[Stored entries]
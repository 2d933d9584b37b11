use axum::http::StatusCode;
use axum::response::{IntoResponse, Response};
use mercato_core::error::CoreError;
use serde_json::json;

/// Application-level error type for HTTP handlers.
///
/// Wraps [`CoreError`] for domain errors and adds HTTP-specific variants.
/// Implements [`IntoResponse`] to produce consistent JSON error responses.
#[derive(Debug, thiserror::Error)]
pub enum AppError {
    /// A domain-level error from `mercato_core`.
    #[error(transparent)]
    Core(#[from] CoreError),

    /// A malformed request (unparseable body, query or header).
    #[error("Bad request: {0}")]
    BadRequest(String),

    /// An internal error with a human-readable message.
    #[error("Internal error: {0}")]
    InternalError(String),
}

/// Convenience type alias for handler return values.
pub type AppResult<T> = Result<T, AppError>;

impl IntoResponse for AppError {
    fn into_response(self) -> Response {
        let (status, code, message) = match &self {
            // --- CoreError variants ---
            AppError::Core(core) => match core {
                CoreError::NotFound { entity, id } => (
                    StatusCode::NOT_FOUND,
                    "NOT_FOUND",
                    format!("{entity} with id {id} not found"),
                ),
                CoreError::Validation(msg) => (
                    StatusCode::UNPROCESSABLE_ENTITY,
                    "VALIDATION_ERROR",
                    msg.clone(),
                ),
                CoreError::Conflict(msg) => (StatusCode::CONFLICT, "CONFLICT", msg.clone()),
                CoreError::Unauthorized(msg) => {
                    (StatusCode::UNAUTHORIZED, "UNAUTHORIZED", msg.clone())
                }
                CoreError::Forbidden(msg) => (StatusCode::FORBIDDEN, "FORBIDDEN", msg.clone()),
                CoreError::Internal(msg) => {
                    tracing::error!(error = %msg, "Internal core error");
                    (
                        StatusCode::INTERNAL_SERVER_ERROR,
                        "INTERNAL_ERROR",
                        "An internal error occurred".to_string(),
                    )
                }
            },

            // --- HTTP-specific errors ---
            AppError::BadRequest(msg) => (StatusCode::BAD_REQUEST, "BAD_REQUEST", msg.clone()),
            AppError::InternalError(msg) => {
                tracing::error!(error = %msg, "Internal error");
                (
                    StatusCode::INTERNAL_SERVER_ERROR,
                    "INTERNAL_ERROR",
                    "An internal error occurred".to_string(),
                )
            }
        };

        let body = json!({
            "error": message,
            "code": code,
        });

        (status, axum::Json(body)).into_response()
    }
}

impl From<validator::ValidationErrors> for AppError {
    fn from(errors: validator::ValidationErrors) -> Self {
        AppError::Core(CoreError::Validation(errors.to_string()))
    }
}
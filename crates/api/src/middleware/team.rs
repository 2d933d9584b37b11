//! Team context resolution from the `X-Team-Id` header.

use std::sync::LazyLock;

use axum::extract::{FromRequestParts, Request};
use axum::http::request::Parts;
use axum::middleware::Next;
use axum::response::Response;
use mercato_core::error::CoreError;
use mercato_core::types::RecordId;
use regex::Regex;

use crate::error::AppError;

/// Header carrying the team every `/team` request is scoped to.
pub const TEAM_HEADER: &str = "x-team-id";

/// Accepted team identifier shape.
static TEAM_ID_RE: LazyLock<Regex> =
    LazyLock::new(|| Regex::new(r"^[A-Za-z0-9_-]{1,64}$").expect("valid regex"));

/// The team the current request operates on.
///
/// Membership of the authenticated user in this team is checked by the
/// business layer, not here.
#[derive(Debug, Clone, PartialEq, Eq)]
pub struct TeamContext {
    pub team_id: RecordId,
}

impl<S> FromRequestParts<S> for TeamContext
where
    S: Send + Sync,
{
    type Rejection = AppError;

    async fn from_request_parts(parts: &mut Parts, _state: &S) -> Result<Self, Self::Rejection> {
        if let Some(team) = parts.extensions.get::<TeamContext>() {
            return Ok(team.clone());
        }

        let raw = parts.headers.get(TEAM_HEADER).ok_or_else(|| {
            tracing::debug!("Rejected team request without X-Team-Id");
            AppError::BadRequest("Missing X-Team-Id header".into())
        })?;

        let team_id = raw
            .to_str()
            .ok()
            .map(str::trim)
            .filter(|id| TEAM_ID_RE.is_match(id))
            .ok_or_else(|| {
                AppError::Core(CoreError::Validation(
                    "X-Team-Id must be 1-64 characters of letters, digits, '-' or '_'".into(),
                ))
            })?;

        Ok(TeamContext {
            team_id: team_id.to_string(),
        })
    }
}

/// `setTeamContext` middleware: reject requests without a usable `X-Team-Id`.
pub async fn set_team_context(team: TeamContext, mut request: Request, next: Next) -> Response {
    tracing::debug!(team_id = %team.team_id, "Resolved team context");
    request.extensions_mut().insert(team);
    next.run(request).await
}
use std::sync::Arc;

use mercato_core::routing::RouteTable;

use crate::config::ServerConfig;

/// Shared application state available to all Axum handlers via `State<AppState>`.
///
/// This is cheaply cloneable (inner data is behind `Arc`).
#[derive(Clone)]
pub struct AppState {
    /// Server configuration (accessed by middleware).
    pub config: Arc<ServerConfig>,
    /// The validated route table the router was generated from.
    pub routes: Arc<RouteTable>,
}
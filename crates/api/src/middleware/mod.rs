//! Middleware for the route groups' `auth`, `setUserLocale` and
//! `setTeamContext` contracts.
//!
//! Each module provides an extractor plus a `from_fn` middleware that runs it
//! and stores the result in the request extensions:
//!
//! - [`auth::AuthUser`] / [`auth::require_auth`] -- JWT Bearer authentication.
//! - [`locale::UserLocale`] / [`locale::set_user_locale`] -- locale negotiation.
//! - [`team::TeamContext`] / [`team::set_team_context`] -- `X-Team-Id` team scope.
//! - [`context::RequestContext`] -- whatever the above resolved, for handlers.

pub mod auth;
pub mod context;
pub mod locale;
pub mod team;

*Problem to work on*. Check each line above for the string "return" and report how many lines have it, giving only the number.

*Response below*. 2